Now we get into the mistakes.

Yellow = Wrong call, but the Conservatives lost anyhow
So the "strategic voting" organization sent voters to the wrong party, but it didn't matter in the end.  Still...Not good.

Maroon = Wrong call and the Conservatives won
This almost needs further breakdown...maybe I'll take another look to see which races were tight.  Regardless, the "strategic voting" organization sent voters to the wrong party and the Conservatives ended up taking the win.  This is terrible.

I'll post the full results down below, but here is the summary.

Vote Together
Vote Together kept things tight, only making 29 recommendations.  That managed to make the right call (backing the party that either won or came in second to the Conservatives) 90% of the time.  Unfortunately, a full 7% of their calls were for the wrong party in a riding that the Conservatives ended up winning.  Ouch.  And 75% of the calls they made were in races that didn't end up being very competitive.

Strategic Voting
Strategic Voting made 141 recommendations in this election - that's over 40% of all ridings.  And it seems like their shotgun approach was not the right one.  They only managed to back the right party (the party that either won or came in second to the Conservatives) 84% of the time.  Still good for a solid B, right?  Hell no.  These jackasses had the opposite effect that they had intended 16% of the time!  Are you kidding me?  That's terrible.  And even when they did the make right call, 66% of the time it wasn't a close race!  Add those up, and 82% of the time they shouldn't have bothered.

Actual Close Ridings
Lucky for us, Wikipedia makes things easy and highlights the 10 closest races.
Note that in two of these races (Jonquiere and Hochelaga), the Conservatives did not factor in so "strategic voting" shouldn't have been a factor (Strategic Voting chimed in on Jonquiere anyhow - perhaps pushing the NDP over the Liberals as a result?).

I actually had to go back and look at this a few times, because it seemed pretty shocking.  Strategic Voting actually seemed to do okay here.  They made a recommendation in 7 of the 8 races they should have been involved in (and 1 recommendation in the two that they shouldn't).  However,  they did make the "wrong call" in one tight race, perhaps handing victory to the Conservatives.

Vote Together only managed to make a call in one of these races, and were nowhere to be found in 7 of the 8 tightest battles against the Conservatives.


You could really dive a lot deeper and make some more meaningful conclusions.  For me, the number of wrong calls made suggests that these organizations may have done as much harm as good.

A quick note to end on...there are undoubtedly some mistakes in here.  Feel free to let me know in the comments and I'll do my best to fix them up.  It was a lot of data and I'm sure I screwed up somewhere.

Full Data


  1. I am in Hochelaga.... is was a close race with the three main partys (NDP, Liberals and Bloc) at 30% each...

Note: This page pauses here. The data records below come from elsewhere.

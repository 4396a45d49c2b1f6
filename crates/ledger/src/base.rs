use chrono::{DateTime, Utc};
use serde::{Deserialize, Serialize};

use quartermaster_core::{BaseId, UserId};

/// A military base holding assets. Reference data; never deleted in scope.
#[derive(Debug, Clone, PartialEq, Eq, Serialize, Deserialize)]
pub struct Base {
    pub id: BaseId,
    pub name: String,
    pub location: String,
    pub commander: Option<UserId>,
    pub created_at: DateTime<Utc>,
}

impl Base {
    pub fn new(name: impl Into<String>, location: impl Into<String>) -> Self {
        Self {
            id: BaseId::new(),
            name: name.into(),
            location: location.into(),
            commander: None,
            created_at: Utc::now(),
        }
    }

    pub fn with_commander(mut self, commander: UserId) -> Self {
        self.commander = Some(commander);
        self
    }
}
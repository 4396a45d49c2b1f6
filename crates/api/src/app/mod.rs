//! HTTP API application wiring (Axum router + service wiring).
//!
//! The folder is structured like:
//! - `services.rs`: infrastructure wiring (store backend, audit sink, workflows)
//! - `routes/`: HTTP routes + handlers (one file per domain area)
//! - `dto.rs`: request/response DTOs and JSON mapping helpers
//! - `errors.rs`: consistent error responses

use std::sync::Arc;

use axum::{routing::get, Extension, Router};
use tower::ServiceBuilder;

use crate::middleware;

pub mod dto;
pub mod errors;
pub mod routes;
pub mod services;

/// Build the full HTTP router over environment-selected backends (public
/// entrypoint used by `main.rs`).
pub async fn build_app() -> anyhow::Result<Router> {
    let services = Arc::new(services::build_services().await?);
    Ok(build_router(services))
}

/// Assemble the router over already-wired services. Tests call this directly
/// to run the real routing stack over a seeded in-memory backend.
pub fn build_router(services: Arc<services::AppServices>) -> Router {
    // Protected routes: require a resolved caller identity.
    let protected = Router::new()
        .nest("/api", routes::router())
        .layer(Extension(services))
        .layer(axum::middleware::from_fn(middleware::identity_middleware));

    Router::new()
        .route("/health", get(routes::system::health))
        .merge(protected)
        .layer(ServiceBuilder::new())
}
use core::str::FromStr;

use chrono::{DateTime, NaiveDate, Utc};
use serde::{Deserialize, Serialize};

use quartermaster_core::{
    AssetId, BaseId, ConflictKind, DomainError, DomainResult, TransferId, UserId,
};

/// Transfer lifecycle. `completed` and `cancelled` are final.
#[derive(Debug, Clone, Copy, PartialEq, Eq, Serialize, Deserialize)]
#[serde(rename_all = "lowercase")]
pub enum TransferStatus {
    Pending,
    Completed,
    Cancelled,
}

impl TransferStatus {
    pub fn as_str(&self) -> &'static str {
        match self {
            TransferStatus::Pending => "pending",
            TransferStatus::Completed => "completed",
            TransferStatus::Cancelled => "cancelled",
        }
    }

    pub fn is_final(&self) -> bool {
        !matches!(self, TransferStatus::Pending)
    }
}

impl core::fmt::Display for TransferStatus {
    fn fmt(&self, f: &mut core::fmt::Formatter<'_>) -> core::fmt::Result {
        f.write_str(self.as_str())
    }
}

impl FromStr for TransferStatus {
    type Err = DomainError;

    fn from_str(s: &str) -> Result<Self, Self::Err> {
        match s {
            "pending" => Ok(TransferStatus::Pending),
            "completed" => Ok(TransferStatus::Completed),
            "cancelled" => Ok(TransferStatus::Cancelled),
            other => Err(DomainError::validation(format!(
                "unknown transfer status '{other}'"
            ))),
        }
    }
}

/// Relocation of one asset between bases.
///
/// Requested on the sending side, approved on the receiving side. The asset
/// stays put until approval; approval moves it in the same transaction that
/// completes the transfer.
#[derive(Debug, Clone, PartialEq, Eq, Serialize, Deserialize)]
pub struct Transfer {
    pub id: TransferId,
    pub asset: AssetId,
    pub from_base: BaseId,
    pub to_base: BaseId,
    /// Always 1 in the current model; kept as a field because the movement
    /// reports sum it.
    pub quantity: u32,
    pub status: TransferStatus,
    pub transfer_date: NaiveDate,
    pub requested_by: UserId,
    pub approved_by: Option<UserId>,
    pub notes: Option<String>,
    pub created_at: DateTime<Utc>,
    pub completed_at: Option<DateTime<Utc>>,
}

/// Input for requesting a transfer.
#[derive(Debug, Clone, PartialEq, Eq, Serialize, Deserialize)]
pub struct NewTransfer {
    pub asset: AssetId,
    pub from_base: BaseId,
    pub to_base: BaseId,
    pub quantity: u32,
    pub transfer_date: NaiveDate,
    pub notes: Option<String>,
}

impl NewTransfer {
    pub fn validate(&self) -> DomainResult<()> {
        if self.from_base == self.to_base {
            return Err(DomainError::validation(
                "source and destination base must differ",
            ));
        }
        if self.quantity == 0 {
            return Err(DomainError::validation(
                "quantity must be greater than zero",
            ));
        }
        Ok(())
    }
}

impl Transfer {
    /// Validate the input and open the transfer in `pending`.
    pub fn request(input: NewTransfer, requested_by: UserId) -> DomainResult<Transfer> {
        input.validate()?;
        Ok(Transfer {
            id: TransferId::new(),
            asset: input.asset,
            from_base: input.from_base,
            to_base: input.to_base,
            quantity: input.quantity,
            status: TransferStatus::Pending,
            transfer_date: input.transfer_date,
            requested_by,
            approved_by: None,
            notes: input.notes,
            created_at: Utc::now(),
            completed_at: None,
        })
    }

    /// Complete a pending transfer. Any other state (including one already
    /// completed by a concurrent approver) yields the already-processed
    /// conflict.
    pub fn complete(&mut self, approved_by: UserId, at: DateTime<Utc>) -> DomainResult<()> {
        if self.status != TransferStatus::Pending {
            return Err(DomainError::conflict(ConflictKind::TransferAlreadyProcessed));
        }
        self.status = TransferStatus::Completed;
        self.approved_by = Some(approved_by);
        self.completed_at = Some(at);
        Ok(())
    }

    /// Cancel a pending transfer. Same conflict as [`Transfer::complete`]
    /// once the record left `pending`.
    pub fn cancel(&mut self) -> DomainResult<()> {
        if self.status != TransferStatus::Pending {
            return Err(DomainError::conflict(ConflictKind::TransferAlreadyProcessed));
        }
        self.status = TransferStatus::Cancelled;
        Ok(())
    }
}

#[cfg(test)]
mod tests {
    use super::*;

    fn test_input() -> NewTransfer {
        NewTransfer {
            asset: AssetId::new(),
            from_base: BaseId::new(),
            to_base: BaseId::new(),
            quantity: 1,
            transfer_date: NaiveDate::from_ymd_opt(2025, 4, 2).unwrap(),
            notes: None,
        }
    }

    #[test]
    fn request_opens_pending() {
        let transfer = Transfer::request(test_input(), UserId::new()).unwrap();
        assert_eq!(transfer.status, TransferStatus::Pending);
        assert_eq!(transfer.approved_by, None);
        assert_eq!(transfer.completed_at, None);
    }

    #[test]
    fn same_base_transfer_is_rejected() {
        let mut input = test_input();
        input.to_base = input.from_base;
        let err = Transfer::request(input, UserId::new()).unwrap_err();
        assert!(matches!(err, DomainError::Validation(_)));
    }

    #[test]
    fn zero_quantity_is_rejected() {
        let mut input = test_input();
        input.quantity = 0;
        assert!(Transfer::request(input, UserId::new()).is_err());
    }

    #[test]
    fn complete_records_approver_and_time() {
        let mut transfer = Transfer::request(test_input(), UserId::new()).unwrap();
        let approver = UserId::new();
        let now = Utc::now();

        transfer.complete(approver, now).unwrap();

        assert_eq!(transfer.status, TransferStatus::Completed);
        assert_eq!(transfer.approved_by, Some(approver));
        assert_eq!(transfer.completed_at, Some(now));
    }

    #[test]
    fn second_completion_reports_already_processed() {
        let mut transfer = Transfer::request(test_input(), UserId::new()).unwrap();
        transfer.complete(UserId::new(), Utc::now()).unwrap();

        let err = transfer.complete(UserId::new(), Utc::now()).unwrap_err();
        assert_eq!(
            err,
            DomainError::Conflict(ConflictKind::TransferAlreadyProcessed)
        );
    }

    #[test]
    fn cancel_after_completion_reports_already_processed() {
        let mut transfer = Transfer::request(test_input(), UserId::new()).unwrap();
        transfer.complete(UserId::new(), Utc::now()).unwrap();

        let err = transfer.cancel().unwrap_err();
        assert_eq!(
            err,
            DomainError::Conflict(ConflictKind::TransferAlreadyProcessed)
        );
    }

    #[test]
    fn cancelled_transfer_cannot_complete() {
        let mut transfer = Transfer::request(test_input(), UserId::new()).unwrap();
        transfer.cancel().unwrap();
        assert!(transfer.complete(UserId::new(), Utc::now()).is_err());
        assert_eq!(transfer.status, TransferStatus::Cancelled);
    }

    #[test]
    fn status_round_trips_through_strings() {
        for status in [
            TransferStatus::Pending,
            TransferStatus::Completed,
            TransferStatus::Cancelled,
        ] {
            assert_eq!(status.as_str().parse::<TransferStatus>().unwrap(), status);
        }
    }
}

    The effect on strategic voting I saw is that the Liberal got so many more votes that what we could've expected. Hochelaga was with the Bloc for many years, but has been swept with Jack Layton's orange wave last election. This time, people didn't want the Conservatives in Ottawa, but I'm not sure they realised that it wasn't an issue in our district and they voted Liberal (my guess) to "strategically" vote against the Conservatives... ?

    1. Exactly. They didn't actually realize what was going on on the ground, so they made an unnecessary recommendation that might have changed the results. There was no threat from the Conservatives. This happened with 10-14% of all of their recommendations. That's too large an error, in my mind.